** Work instructions **
Please start at the first line of the records beneath and quote each line exactly, ending with the line containing "let mut peak = 0.0_f32;".
Listed records: Begin
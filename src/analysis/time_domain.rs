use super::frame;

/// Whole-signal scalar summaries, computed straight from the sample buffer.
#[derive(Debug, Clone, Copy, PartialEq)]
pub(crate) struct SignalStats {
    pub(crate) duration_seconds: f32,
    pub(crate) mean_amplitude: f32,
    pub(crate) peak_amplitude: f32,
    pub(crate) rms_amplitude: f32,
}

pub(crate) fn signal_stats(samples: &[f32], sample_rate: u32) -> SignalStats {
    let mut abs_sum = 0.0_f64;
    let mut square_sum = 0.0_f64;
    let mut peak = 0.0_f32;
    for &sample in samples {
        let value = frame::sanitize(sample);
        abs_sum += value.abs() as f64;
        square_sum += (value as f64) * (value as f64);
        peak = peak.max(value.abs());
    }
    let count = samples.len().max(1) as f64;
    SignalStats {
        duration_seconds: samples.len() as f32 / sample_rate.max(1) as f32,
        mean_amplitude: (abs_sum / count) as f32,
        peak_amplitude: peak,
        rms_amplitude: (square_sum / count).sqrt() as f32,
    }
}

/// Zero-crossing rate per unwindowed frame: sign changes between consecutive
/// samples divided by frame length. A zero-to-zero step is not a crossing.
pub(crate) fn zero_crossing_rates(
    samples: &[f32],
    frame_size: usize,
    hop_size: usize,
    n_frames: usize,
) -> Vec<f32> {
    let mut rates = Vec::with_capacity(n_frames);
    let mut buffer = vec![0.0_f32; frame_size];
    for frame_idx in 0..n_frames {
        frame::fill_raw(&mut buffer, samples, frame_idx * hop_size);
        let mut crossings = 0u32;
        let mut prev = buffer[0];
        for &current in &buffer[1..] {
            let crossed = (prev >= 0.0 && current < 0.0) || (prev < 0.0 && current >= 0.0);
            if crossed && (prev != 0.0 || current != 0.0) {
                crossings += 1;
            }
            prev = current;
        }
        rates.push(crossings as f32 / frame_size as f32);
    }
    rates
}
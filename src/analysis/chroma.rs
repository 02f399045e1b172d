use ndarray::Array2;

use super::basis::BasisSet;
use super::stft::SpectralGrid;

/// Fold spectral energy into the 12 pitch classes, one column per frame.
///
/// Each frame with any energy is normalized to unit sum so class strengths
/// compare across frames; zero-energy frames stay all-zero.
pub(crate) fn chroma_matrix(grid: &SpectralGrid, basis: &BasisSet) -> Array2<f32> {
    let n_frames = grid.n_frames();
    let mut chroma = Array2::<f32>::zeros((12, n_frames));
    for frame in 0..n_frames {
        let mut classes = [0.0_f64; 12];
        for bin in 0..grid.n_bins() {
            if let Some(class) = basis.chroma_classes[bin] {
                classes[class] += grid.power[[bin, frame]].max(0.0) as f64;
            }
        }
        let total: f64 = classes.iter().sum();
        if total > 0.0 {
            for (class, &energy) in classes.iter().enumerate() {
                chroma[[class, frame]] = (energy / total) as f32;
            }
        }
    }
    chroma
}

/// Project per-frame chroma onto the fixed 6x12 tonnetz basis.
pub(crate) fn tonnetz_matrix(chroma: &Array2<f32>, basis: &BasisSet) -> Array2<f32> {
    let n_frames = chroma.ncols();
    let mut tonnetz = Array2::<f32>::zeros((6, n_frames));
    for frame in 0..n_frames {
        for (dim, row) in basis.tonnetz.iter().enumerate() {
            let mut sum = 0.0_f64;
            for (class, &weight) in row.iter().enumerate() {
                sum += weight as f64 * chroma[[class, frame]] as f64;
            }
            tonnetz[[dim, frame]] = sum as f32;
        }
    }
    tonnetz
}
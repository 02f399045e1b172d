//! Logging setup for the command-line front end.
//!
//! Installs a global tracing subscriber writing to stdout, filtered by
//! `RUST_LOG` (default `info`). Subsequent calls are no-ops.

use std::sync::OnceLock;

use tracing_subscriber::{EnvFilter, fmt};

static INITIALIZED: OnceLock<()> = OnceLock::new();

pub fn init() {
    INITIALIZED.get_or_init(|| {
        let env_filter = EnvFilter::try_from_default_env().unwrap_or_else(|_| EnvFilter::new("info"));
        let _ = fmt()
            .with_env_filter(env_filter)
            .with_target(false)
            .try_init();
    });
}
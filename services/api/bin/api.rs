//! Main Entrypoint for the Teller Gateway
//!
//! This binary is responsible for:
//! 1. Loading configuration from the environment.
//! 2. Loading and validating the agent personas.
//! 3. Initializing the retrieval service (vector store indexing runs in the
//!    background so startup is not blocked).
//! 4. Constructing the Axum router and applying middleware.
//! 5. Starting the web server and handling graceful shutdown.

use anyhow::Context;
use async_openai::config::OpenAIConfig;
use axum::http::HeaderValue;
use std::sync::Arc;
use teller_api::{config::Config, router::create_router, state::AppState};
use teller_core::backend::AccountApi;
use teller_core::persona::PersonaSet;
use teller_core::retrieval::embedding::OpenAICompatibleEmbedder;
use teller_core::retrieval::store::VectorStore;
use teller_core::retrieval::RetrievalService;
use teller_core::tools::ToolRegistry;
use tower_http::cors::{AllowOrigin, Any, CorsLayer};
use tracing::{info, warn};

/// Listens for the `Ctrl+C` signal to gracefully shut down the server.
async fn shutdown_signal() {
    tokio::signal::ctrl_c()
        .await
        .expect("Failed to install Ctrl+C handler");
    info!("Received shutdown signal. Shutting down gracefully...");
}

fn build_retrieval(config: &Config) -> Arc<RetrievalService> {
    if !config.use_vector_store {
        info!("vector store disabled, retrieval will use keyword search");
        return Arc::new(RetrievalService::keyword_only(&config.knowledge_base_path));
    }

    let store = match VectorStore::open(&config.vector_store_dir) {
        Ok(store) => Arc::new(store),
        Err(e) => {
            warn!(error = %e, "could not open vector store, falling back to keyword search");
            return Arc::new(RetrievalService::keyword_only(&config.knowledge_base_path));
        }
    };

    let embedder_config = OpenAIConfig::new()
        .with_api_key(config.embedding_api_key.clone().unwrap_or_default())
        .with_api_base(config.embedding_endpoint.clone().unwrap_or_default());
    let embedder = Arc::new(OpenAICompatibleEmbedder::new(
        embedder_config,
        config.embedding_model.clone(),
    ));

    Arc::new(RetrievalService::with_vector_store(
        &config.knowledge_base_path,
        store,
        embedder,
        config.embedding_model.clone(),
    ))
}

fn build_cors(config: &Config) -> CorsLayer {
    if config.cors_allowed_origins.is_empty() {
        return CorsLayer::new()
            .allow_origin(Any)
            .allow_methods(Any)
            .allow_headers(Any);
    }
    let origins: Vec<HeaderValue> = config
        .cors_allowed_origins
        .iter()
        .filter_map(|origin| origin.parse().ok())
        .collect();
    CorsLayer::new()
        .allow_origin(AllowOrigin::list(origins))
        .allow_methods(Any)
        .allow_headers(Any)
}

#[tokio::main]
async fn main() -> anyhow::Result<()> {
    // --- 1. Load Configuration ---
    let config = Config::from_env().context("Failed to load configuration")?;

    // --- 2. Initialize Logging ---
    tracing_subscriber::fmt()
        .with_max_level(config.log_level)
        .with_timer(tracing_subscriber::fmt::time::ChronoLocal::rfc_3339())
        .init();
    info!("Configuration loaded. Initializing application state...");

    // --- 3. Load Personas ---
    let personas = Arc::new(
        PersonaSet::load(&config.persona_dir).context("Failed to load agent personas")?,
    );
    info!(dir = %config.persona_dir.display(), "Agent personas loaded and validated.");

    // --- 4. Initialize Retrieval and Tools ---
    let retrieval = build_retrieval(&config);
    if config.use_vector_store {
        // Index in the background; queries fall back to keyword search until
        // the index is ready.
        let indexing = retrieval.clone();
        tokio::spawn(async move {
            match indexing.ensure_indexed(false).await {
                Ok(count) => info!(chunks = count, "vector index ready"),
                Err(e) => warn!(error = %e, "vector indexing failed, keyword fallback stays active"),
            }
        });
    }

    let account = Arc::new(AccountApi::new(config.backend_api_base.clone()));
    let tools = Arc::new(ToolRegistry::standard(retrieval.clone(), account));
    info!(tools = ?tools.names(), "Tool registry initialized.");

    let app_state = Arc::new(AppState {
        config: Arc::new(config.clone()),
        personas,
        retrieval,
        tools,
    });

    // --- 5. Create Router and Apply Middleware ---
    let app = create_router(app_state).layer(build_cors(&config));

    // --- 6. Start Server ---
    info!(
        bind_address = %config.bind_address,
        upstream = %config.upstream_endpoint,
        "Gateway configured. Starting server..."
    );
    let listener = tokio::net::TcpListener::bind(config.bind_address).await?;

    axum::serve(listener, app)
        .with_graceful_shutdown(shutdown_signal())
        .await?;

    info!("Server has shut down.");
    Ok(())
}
Listed records: End
** Answer section **
filename src/analysis/time_domain.rs
use super::frame;

/// Whole-signal scalar summaries, computed straight from the sample buffer.
#[derive(Debug, Clone, Copy, PartialEq)]
pub(crate) struct SignalStats {
    pub(crate) duration_seconds: f32,
    pub(crate) mean_amplitude: f32,
    pub(crate) peak_amplitude: f32,
    pub(crate) rms_amplitude: f32,
}

pub(crate) fn signal_stats(samples: &[f32], sample_rate: u32) -> SignalStats {
    let mut abs_sum = 0.0_f64;
    let mut square_sum = 0.0_f64;
    let mut peak = 0.0_f32;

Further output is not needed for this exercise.